Ojalá no sintiera este enorme vacío cada vez que pienso en ti. En ti y en ella. Las dos personas que mejor me han entendido a lo largo de los años… Hasta que se fueron. Hasta que me destrozaron. Las dos.
«…Porque eres una de esas pocas personas con las que soy realmente feliz, de las que estoy segura de que no me fallaría nunca, porque eres de esas que siempre ha estado ahí, para todo. La persona que me dijo que hay hilos que nunca se rompen, que solo se camuflan, que con el paso del tiempo adquieren el color de la vida…»
«… A pesar de eso, sabes que siempre seré tu fan incondicional, pase lo que pase.»
«Las relaciones se adaptan y se fortalecen, llegando a ser irrompibles, sin importar lo que pase. Y eso es verdad, es lo que hay.»
Creí que era irrompible. Creí que era tan fuerte que no se rompería con nada. Y cuando MÁS te necesité. Cuando mi identidad y autoconcepto se derrumbaba, tú solo das la estocada final. Cortas el hilo. Sin anestesia. Sin duda. Cogiste el puñal contra el que llevaba semanas luchando y me lo clavaste. «Ahí te mueras», como si no te importara. Me partiste por la mitad. Y aún así sobreviví. No por ti, no gracias a ti. Sobreviví ese día y el resto de días. No sé si podría perdonarte, pero podría haber hecho el esfuerzo por entenderte. Y aunque entender no es lo mismo que perdonar, vivir con eso parecía una tarea fácil, me veía capaz de vivir sin perdonar (y sin guardar rencor, porque no soy alguien rencoroso). Solo necesitaba tiempo para asimilar el daño ….Pero lo complicaste tanto. Decidiste complicarlo TANTO. Te pedí tiempo para asimilarlo, un tiempo para mi, para colocar esa herida clavada en mi alma. Y tú solo seguiste clavando el puñal. Me bloqueaste. Borraste nuestra conversación. Lo bueno y lo malo. Borraste AÑOS de mi vida sin miramientos. ¿Por qué? ¿Fue porque te dije que no podía permitirme que tuvieras acceso a mi? ¿Después del puñal que me clavaste? ¿Por venganza? ¿Por vergüenza? ¿Por miedo a enfrentarte a eso que provocaste? ¿Como enfrentas ese dolor sin perderte a ti misma? ¿Sin sentirte decepcionada contigo misma? ¿Como asumir las consecuencias de tus actos?

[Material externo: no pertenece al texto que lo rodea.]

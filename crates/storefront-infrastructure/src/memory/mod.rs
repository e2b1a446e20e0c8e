pub mod cart_repo_impl;
pub mod order_repo_impl;

pub use cart_repo_impl::InMemoryCartRepository;
pub use order_repo_impl::InMemoryOrderRepository;
//! Configuration management

use config::{Config, Environment, File};
use serde::Deserialize;

use crate::error::AppError;

pub const DEFAULT_PORT: u16 = 3000;

#[derive(Debug, Deserialize, Clone)]
pub struct AppConfig {
    pub app: AppSettings,
    pub server: ServerSettings,
}

#[derive(Debug, Deserialize, Clone)]
pub struct AppSettings {
    pub env: String,
    pub name: String,
}

#[derive(Debug, Deserialize, Clone)]
pub struct ServerSettings {
    pub host: String,
    pub port: u16,
    pub static_dir: String,
}

impl AppConfig {
    /// Loads defaults, `config/default`, `config/{APP_ENV}`, `APP__*` variables, then `PORT`.
    pub fn load() -> Result<Self, AppError> {
        let env = std::env::var("APP_ENV").unwrap_or_else(|_| "development".into());
        let port = std::env::var("PORT").ok();
        Self::from_sources(&env, port.as_deref())
    }

    pub fn from_sources(env: &str, port: Option<&str>) -> Result<Self, AppError> {
        let port = port.map(parse_port).transpose()?;

        let config = Config::builder()
            .set_default("app.env", env)?
            .set_default("app.name", "restaurant-store-app")?
            .set_default("server.host", "0.0.0.0")?
            .set_default("server.port", i64::from(DEFAULT_PORT))?
            .set_default("server.static_dir", "public")?
            .add_source(File::with_name("config/default").required(false))
            .add_source(File::with_name(&format!("config/{}", env)).required(false))
            .add_source(Environment::with_prefix("APP").separator("__").try_parsing(true))
            .set_override_option("server.port", port.map(i64::from))?
            .build()?;

        Ok(config.try_deserialize()?)
    }
}

fn parse_port(value: &str) -> Result<u16, AppError> {
    value.trim().parse::<u16>().map_err(|e| AppError::InvalidPort {
        value: value.to_string(),
        reason: e.to_string(),
    })
}
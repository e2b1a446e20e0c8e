pub mod storefront_service;

pub use storefront_service::StorefrontService;
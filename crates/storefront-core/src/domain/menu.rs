// ============================================================================
// Storefront Core - Menu Entity
// File: crates/storefront-core/src/domain/menu.rs
// Description: Static restaurant catalog
// ============================================================================

use serde::Serialize;

/// Menu item (read-only catalog entry)
#[derive(Debug, Clone, Copy, PartialEq, Serialize)]
pub struct MenuItem {
    pub id: u32,
    pub name: &'static str,
    pub category: &'static str,
    pub price: f64,
    pub description: &'static str,
    pub image: &'static str,
}

const MENU: [MenuItem; 6] = [
    MenuItem {
        id: 1,
        name: "Margherita Pizza",
        category: "Pizza",
        price: 12.99,
        description: "Classic tomato sauce, mozzarella, and basil",
        image: "🍕",
    },
    MenuItem {
        id: 2,
        name: "Cheeseburger",
        category: "Burgers",
        price: 9.99,
        description: "Beef patty with cheese, lettuce, and tomato",
        image: "🍔",
    },
    MenuItem {
        id: 3,
        name: "Caesar Salad",
        category: "Salads",
        price: 8.99,
        description: "Romaine lettuce with Caesar dressing and croutons",
        image: "🥗",
    },
    MenuItem {
        id: 4,
        name: "Pepperoni Pizza",
        category: "Pizza",
        price: 14.99,
        description: "Tomato sauce, mozzarella, and pepperoni",
        image: "🍕",
    },
    MenuItem {
        id: 5,
        name: "Pasta Carbonara",
        category: "Pasta",
        price: 13.99,
        description: "Creamy pasta with bacon and parmesan",
        image: "🍝",
    },
    MenuItem {
        id: 6,
        name: "Chicken Wings",
        category: "Appetizers",
        price: 10.99,
        description: "Spicy buffalo wings with ranch dressing",
        image: "🍗",
    },
];

pub fn menu() -> &'static [MenuItem] {
    &MENU
}
//! Personnel performance aggregation engine.
//!
//! Heterogeneous evaluation records (checklists, mold-change tasks with
//! buddy crediting, HR template scores, payroll adjustments) are fetched
//! concurrently, normalized into one canonical shape, aggregated per day,
//! rolled up per month, and assembled into the report consumed by
//! dashboards and export tooling.

pub mod aggregate;
pub mod archive;
pub mod domain;
pub mod engine;
pub mod normalize;
pub mod report;
pub mod rollup;
pub mod scope;
pub mod sources;

pub use archive::ScoreArchive;
pub use engine::{PerformanceEngine, ReportRequest, RequestError};
pub use report::PerformanceReport;
use std::collections::BTreeMap;

use chrono::NaiveDate;
use serde::Serialize;

use crate::performance::domain::{DateRange, ScoreCategory, SourceKind, UserId};

/// Per-category accumulation as exposed to consumers.
#[derive(Debug, Clone, Copy, PartialEq, Serialize)]
pub struct CategoryTotalsView {
    pub points: f64,
    pub max_points: f64,
    pub count: usize,
}

#[derive(Debug, Clone, PartialEq, Serialize)]
pub struct DailyPerformanceEntry {
    pub date: NaiveDate,
    pub total_score: f64,
    pub category_totals: BTreeMap<ScoreCategory, CategoryTotalsView>,
}

#[derive(Debug, Clone, PartialEq, Serialize)]
pub struct MonthlyTotalsView {
    pub year_month: String,
    pub total_score: f64,
    pub daily_average: f64,
    pub category_totals: BTreeMap<ScoreCategory, CategoryTotalsView>,
}

/// Share of the range total contributed by one category.
/// `percent_of_total` is `0.0` when the range total is zero.
#[derive(Debug, Clone, Copy, PartialEq, Serialize)]
pub struct CategoryBreakdownEntry {
    pub points: f64,
    pub max_points: f64,
    pub percent_of_total: f64,
}

/// Traceability entry pointing back at one originating evaluation.
#[derive(Debug, Clone, PartialEq, Serialize)]
pub struct DrilldownEntry {
    pub source_type: SourceKind,
    pub source_id: String,
    pub date: NaiveDate,
    pub category: ScoreCategory,
    pub points: f64,
    pub max_points: f64,
}

/// The externally consumed report shape. Dashboards and export tooling
/// depend on this structure and nothing upstream of it.
#[derive(Debug, Clone, PartialEq, Serialize)]
pub struct PerformanceReport {
    pub user_id: UserId,
    pub date_range: DateRange,
    pub daily_series: Vec<DailyPerformanceEntry>,
    pub monthly: MonthlyTotalsView,
    pub category_breakdown: BTreeMap<ScoreCategory, CategoryBreakdownEntry>,
    pub drilldown: Vec<DrilldownEntry>,
    pub partial: bool,
    pub warnings: Vec<String>,
}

La decepción inundó el vínculo y el hilo simplemente desapareció, como si no pudiera recuperarlo nunca.
Fuiste mi Nana, mi estrella guía, mi rosa de los vientos. Y te echo de menos.

Ella me dijo un día: «¿Te acuerdas del día de tu cumple? Fuimos las últimas en dormirnos de los que estabamos en esta tienda de campaña, hablando de muchas cosas, de ese día: del enfado tonto de Y*, de M* (your Nana), de las cosas divertidas… a pesar de todo, porque había cosas que quizás no irían bien, a pesar de que el mundo no estaba bien del todo… ¿pero no era un buen momento? ¿Un buen día? Un éxito. ¿No lo habías pasado bien ese día con tus amigos que te quieren? No digas que tu vida no tiene nada valioso ni interesante que contar, porque está llena de éxitos que te hacen a ti grande.«
A ella también la echo de menos, por momentos. Me dijo esto cuando aún eramos jóvenes e inconscientes, cuando el dolor aún no se había instalado en mi vida tanto como ese último verano. La quise tanto. Erais dos personas capaces de ver mi interior tan puro como solo vosotras conoceis… Pero las dos veces que pedí ayuda activamente, que pedí presencia, que pedí una amiga… Las dos veces me fallaron. Pero os echo tanto de menos.
La decepción parece que no se irá nunca.